--- WHAT NEEDS TO BE DONE ---
Using the entries below, write out the line with "E::InstallDuplicate(_) => Error::InvalidState", the line with "let notification = Notification::Exit", and every line in between, exactly as each is written.

⁂

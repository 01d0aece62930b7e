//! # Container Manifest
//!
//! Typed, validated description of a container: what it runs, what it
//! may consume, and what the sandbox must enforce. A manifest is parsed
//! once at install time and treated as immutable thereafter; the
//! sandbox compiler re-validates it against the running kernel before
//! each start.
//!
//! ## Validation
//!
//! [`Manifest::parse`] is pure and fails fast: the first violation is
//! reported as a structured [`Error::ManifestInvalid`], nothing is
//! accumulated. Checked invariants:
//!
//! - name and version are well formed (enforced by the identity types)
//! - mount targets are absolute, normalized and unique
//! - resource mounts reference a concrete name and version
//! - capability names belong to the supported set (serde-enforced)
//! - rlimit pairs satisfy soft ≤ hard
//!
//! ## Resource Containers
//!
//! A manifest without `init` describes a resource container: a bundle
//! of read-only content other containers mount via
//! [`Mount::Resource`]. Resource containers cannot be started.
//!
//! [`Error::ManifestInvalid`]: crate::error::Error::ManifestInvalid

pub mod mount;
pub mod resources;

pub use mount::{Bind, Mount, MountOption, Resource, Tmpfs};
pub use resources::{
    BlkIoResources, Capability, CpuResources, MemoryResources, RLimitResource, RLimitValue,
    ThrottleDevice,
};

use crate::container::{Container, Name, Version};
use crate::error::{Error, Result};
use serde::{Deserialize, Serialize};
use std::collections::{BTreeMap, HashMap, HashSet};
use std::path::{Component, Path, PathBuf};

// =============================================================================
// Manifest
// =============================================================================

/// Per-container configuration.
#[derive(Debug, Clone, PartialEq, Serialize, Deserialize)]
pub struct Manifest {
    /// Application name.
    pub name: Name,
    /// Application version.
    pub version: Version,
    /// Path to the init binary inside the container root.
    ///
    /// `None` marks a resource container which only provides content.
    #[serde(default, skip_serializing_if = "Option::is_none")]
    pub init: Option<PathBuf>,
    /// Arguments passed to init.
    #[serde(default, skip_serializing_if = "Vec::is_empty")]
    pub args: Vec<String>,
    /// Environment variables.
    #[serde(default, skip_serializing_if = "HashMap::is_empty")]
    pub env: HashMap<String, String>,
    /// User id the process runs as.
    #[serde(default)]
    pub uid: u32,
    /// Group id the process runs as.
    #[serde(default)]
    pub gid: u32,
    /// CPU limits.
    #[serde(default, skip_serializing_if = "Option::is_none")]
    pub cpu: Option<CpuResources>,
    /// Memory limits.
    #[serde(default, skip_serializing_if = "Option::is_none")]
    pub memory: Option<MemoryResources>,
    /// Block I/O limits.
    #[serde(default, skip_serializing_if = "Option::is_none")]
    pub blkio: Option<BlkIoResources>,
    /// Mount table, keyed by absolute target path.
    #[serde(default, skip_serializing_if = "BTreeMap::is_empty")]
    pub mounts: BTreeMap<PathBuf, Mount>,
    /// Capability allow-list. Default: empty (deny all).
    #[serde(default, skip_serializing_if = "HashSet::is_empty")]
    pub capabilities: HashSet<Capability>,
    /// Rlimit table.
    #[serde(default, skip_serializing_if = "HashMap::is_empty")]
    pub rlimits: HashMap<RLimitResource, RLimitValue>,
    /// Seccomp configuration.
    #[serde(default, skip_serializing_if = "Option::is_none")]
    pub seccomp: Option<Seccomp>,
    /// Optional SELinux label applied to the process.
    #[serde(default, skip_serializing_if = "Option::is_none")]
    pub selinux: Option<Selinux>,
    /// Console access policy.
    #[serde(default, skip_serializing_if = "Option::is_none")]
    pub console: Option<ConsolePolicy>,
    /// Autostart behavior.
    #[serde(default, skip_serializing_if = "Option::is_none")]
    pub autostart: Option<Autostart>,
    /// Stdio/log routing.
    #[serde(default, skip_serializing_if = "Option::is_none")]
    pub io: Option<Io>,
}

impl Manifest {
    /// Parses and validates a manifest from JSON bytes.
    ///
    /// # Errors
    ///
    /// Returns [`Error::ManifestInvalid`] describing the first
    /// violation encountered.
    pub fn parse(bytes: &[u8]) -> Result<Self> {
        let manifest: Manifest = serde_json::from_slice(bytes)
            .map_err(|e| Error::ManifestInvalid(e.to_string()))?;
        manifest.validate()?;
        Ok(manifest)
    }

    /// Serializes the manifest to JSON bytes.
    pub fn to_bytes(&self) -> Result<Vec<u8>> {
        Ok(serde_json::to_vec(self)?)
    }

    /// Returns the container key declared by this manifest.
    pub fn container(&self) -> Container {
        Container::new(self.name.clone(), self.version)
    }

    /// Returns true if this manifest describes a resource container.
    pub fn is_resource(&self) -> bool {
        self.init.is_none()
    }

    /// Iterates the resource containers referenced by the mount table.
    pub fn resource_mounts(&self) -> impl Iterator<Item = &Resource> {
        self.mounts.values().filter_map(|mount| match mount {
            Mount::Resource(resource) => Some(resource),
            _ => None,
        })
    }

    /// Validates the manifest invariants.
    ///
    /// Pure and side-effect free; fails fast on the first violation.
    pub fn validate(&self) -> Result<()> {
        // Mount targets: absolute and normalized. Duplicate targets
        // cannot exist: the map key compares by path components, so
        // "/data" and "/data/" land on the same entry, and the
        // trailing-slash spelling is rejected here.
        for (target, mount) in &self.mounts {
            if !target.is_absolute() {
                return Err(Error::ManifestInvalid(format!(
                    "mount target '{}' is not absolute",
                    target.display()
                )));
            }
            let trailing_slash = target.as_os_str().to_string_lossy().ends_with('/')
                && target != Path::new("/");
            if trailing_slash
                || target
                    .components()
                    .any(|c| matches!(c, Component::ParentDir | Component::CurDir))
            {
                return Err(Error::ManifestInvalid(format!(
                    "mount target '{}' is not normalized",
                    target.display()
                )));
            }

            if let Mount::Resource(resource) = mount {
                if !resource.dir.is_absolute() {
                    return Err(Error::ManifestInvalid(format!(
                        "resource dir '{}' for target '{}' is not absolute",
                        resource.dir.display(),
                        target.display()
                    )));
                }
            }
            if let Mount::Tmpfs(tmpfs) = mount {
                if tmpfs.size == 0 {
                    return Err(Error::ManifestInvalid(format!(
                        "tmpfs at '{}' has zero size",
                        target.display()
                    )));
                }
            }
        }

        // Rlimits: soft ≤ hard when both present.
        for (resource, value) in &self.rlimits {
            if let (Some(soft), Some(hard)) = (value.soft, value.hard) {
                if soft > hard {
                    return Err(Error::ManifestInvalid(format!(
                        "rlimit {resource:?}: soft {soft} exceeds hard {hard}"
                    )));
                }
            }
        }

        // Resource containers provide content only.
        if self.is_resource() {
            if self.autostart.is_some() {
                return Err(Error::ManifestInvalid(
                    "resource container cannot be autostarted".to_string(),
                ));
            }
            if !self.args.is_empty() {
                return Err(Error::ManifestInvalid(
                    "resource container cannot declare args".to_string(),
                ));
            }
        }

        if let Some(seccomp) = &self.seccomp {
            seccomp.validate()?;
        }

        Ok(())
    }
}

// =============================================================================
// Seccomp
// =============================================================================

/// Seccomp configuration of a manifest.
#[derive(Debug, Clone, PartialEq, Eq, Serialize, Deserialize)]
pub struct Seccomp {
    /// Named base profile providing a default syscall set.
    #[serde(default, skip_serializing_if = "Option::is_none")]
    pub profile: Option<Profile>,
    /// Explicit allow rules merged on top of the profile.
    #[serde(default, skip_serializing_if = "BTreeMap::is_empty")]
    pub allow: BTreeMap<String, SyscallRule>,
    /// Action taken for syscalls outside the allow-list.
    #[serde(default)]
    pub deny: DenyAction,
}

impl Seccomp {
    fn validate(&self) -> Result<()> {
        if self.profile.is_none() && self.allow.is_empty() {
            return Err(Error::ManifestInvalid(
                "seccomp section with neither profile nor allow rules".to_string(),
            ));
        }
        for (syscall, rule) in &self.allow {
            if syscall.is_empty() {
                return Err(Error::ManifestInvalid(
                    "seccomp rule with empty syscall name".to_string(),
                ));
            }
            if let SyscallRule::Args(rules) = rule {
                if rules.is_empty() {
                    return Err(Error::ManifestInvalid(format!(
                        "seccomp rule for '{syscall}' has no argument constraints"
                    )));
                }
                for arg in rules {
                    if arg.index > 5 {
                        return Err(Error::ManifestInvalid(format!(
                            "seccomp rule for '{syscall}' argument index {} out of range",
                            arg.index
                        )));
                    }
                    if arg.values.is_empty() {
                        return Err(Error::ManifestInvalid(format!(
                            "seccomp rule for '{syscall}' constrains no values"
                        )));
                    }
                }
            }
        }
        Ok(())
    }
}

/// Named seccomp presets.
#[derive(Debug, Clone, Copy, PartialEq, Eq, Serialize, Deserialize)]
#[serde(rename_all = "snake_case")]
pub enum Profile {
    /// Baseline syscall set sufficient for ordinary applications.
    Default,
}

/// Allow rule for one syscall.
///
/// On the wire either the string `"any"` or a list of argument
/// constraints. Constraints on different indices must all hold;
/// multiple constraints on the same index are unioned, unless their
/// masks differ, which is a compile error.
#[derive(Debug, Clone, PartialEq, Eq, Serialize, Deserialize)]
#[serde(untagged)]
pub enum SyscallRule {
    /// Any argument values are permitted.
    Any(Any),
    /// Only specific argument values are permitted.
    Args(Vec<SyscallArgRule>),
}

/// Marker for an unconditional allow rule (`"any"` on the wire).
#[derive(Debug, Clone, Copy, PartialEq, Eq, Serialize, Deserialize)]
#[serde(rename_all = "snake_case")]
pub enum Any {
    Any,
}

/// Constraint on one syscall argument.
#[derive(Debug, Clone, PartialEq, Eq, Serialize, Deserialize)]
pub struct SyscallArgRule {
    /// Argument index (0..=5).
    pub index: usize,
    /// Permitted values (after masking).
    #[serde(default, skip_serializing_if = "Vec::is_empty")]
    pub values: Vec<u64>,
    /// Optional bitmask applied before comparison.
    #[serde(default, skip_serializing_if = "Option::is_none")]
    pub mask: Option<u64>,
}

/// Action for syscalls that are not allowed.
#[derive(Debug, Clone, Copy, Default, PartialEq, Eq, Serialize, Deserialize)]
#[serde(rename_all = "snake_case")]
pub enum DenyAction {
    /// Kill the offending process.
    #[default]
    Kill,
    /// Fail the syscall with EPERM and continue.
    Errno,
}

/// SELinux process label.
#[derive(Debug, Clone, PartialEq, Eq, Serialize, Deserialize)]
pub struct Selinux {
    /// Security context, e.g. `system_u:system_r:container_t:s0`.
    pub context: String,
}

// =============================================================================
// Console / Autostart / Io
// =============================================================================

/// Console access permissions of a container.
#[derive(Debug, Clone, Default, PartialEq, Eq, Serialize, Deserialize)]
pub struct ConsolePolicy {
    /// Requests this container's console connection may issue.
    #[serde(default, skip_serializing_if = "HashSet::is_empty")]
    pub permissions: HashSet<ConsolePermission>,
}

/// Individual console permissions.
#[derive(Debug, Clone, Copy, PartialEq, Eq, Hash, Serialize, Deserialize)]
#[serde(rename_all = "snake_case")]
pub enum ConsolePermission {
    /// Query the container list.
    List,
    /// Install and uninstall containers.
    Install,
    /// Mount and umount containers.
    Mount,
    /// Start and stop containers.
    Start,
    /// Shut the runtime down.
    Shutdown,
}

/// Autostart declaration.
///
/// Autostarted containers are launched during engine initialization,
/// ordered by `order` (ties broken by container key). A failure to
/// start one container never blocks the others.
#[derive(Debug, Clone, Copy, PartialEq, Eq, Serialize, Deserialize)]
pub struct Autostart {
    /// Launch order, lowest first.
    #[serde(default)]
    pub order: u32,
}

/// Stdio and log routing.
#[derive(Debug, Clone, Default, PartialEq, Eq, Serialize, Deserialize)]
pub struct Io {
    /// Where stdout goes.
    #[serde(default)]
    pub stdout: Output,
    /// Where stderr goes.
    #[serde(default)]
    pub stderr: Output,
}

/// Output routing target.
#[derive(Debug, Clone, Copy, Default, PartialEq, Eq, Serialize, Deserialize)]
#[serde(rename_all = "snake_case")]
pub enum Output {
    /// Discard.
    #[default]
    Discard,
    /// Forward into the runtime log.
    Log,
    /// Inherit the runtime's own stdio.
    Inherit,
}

⁂

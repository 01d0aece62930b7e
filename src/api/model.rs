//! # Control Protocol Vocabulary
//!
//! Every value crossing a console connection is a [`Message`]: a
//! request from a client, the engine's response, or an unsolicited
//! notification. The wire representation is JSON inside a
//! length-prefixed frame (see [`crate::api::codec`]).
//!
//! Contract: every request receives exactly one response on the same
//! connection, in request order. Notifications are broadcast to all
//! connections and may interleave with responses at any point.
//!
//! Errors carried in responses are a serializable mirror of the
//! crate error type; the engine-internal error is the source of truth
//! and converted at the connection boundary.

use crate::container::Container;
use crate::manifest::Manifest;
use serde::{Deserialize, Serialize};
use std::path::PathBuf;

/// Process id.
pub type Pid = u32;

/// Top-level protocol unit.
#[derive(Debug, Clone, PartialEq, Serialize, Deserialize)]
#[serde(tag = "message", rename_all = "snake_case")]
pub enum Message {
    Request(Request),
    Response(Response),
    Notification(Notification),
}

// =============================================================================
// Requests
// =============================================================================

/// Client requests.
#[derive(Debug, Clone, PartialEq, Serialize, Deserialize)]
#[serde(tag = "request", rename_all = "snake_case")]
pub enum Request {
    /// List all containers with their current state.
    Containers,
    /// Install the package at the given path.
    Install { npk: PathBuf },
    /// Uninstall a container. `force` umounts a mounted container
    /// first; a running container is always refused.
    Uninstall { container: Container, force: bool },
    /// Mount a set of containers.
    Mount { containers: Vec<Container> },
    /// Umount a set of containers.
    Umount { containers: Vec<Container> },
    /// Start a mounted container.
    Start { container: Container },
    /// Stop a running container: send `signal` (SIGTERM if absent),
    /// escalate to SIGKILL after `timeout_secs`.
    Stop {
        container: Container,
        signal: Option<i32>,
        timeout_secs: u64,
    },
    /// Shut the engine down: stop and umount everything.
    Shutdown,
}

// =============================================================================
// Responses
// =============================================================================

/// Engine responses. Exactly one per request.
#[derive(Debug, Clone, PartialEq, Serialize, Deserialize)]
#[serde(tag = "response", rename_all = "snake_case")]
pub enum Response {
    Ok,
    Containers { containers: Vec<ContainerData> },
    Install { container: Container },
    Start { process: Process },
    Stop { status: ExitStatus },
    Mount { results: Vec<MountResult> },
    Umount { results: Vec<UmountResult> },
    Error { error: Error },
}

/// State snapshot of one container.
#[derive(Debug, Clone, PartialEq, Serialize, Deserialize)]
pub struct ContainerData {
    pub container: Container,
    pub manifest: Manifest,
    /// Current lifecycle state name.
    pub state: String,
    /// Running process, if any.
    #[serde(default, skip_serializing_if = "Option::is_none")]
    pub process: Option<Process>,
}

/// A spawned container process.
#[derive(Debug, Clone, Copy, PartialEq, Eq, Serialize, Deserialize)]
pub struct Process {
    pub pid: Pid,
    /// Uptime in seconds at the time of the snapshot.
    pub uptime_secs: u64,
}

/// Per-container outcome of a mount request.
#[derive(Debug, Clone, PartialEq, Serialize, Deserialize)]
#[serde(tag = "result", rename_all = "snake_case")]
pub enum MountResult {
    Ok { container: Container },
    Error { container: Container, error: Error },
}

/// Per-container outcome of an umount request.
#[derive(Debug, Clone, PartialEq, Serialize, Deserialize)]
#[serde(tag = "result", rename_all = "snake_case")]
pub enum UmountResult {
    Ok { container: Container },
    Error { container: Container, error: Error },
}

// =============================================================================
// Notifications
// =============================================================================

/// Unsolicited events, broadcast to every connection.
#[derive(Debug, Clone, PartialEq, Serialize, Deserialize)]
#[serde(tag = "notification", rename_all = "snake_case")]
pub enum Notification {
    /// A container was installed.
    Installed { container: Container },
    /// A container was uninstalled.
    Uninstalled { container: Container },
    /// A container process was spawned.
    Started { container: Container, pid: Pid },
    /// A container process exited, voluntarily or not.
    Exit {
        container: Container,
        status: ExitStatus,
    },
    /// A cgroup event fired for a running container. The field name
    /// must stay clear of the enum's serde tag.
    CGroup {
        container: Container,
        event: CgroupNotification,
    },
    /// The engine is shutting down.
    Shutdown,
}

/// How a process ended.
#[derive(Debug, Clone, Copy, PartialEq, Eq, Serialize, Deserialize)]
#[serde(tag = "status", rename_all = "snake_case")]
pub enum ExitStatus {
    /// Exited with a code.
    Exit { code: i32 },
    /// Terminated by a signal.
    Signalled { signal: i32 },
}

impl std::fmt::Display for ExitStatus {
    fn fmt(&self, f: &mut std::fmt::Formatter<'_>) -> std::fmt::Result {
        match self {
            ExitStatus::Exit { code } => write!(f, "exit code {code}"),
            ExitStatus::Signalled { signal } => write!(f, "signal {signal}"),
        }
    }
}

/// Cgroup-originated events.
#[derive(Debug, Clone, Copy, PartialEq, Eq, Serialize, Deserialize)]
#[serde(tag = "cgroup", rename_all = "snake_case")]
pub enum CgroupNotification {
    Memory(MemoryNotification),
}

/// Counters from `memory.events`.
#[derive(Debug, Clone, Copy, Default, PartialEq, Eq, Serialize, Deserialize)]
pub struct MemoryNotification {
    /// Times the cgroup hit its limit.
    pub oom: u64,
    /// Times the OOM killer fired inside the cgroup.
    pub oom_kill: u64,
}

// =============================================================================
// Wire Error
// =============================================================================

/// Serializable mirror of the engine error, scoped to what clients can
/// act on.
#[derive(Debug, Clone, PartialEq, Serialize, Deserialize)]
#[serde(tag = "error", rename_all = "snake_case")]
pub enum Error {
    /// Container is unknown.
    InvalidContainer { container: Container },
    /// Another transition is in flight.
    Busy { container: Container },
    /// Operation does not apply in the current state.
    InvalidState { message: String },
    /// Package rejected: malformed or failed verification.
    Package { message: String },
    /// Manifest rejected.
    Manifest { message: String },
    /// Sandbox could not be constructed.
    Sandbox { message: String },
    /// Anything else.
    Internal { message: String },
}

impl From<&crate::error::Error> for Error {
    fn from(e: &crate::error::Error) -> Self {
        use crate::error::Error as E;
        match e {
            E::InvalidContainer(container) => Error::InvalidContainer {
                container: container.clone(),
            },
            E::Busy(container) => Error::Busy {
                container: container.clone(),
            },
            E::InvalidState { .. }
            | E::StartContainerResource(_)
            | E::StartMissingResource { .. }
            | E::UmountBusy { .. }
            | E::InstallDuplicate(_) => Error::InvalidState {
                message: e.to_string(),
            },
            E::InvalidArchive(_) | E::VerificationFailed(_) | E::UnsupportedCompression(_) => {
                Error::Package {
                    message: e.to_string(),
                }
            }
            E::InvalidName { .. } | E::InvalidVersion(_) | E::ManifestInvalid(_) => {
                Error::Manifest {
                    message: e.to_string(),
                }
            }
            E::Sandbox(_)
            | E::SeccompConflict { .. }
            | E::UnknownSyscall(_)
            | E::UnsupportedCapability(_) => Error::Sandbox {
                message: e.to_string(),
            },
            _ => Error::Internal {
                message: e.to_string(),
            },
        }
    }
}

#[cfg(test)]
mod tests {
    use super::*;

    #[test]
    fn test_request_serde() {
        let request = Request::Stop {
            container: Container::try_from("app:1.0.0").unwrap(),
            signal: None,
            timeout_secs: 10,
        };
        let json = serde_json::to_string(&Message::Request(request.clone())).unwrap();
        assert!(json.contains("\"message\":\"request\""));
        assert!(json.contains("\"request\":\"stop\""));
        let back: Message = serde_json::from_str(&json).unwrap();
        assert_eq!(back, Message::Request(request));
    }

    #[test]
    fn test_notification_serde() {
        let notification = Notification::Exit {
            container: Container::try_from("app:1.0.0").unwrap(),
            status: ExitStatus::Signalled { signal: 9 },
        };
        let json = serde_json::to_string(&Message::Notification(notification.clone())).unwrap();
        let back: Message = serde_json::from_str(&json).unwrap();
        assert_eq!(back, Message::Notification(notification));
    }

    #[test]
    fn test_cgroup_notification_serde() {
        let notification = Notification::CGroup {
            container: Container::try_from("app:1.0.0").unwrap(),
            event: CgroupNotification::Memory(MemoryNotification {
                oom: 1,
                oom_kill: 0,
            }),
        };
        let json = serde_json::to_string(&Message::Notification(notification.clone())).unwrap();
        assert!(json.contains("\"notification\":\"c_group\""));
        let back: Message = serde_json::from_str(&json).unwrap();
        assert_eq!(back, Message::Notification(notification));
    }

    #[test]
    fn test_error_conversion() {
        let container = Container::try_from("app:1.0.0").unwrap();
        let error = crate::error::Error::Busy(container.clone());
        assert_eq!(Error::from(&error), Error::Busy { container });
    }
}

⁂

--- EXPECTED OUTPUT ---
            | E::InstallDuplicate(_) => Error::InvalidState {
                message: e.to_string(),
            },
            E::InvalidArchive(_) | E::VerificationFailed(_) | E::UnsupportedCompression(_) => {
                Error::Package {
                    message: e.to_string(),
                }
            }
            E::InvalidName { .. } | E::InvalidVersion(_) | E::ManifestInvalid(_) => {
                Error::Manifest {
                    message: e.to_string(),
                }
            }
            E::Sandbox(_)
            | E::SeccompConflict { .. }
            | E::UnknownSyscall(_)
            | E::UnsupportedCapability(_) => Error::Sandbox {
                message: e.to_string(),
            },
            _ => Error::Internal {
                message: e.to_string(),
            },
        }
    }
}

#[cfg(test)]
mod tests {
    use super::*;

    #[test]
    fn test_request_serde() {
        let request = Request::Stop {
            container: Container::try_from("app:1.0.0").unwrap(),
            signal: None,
            timeout_secs: 10,
        };
        let json = serde_json::to_string(&Message::Request(request.clone())).unwrap();
        assert!(json.contains("\"message\":\"request\""));
        assert!(json.contains("\"request\":\"stop\""));
        let back: Message = serde_json::from_str(&json).unwrap();
        assert_eq!(back, Message::Request(request));
    }

    #[test]
    fn test_notification_serde() {
        let notification = Notification::Exit {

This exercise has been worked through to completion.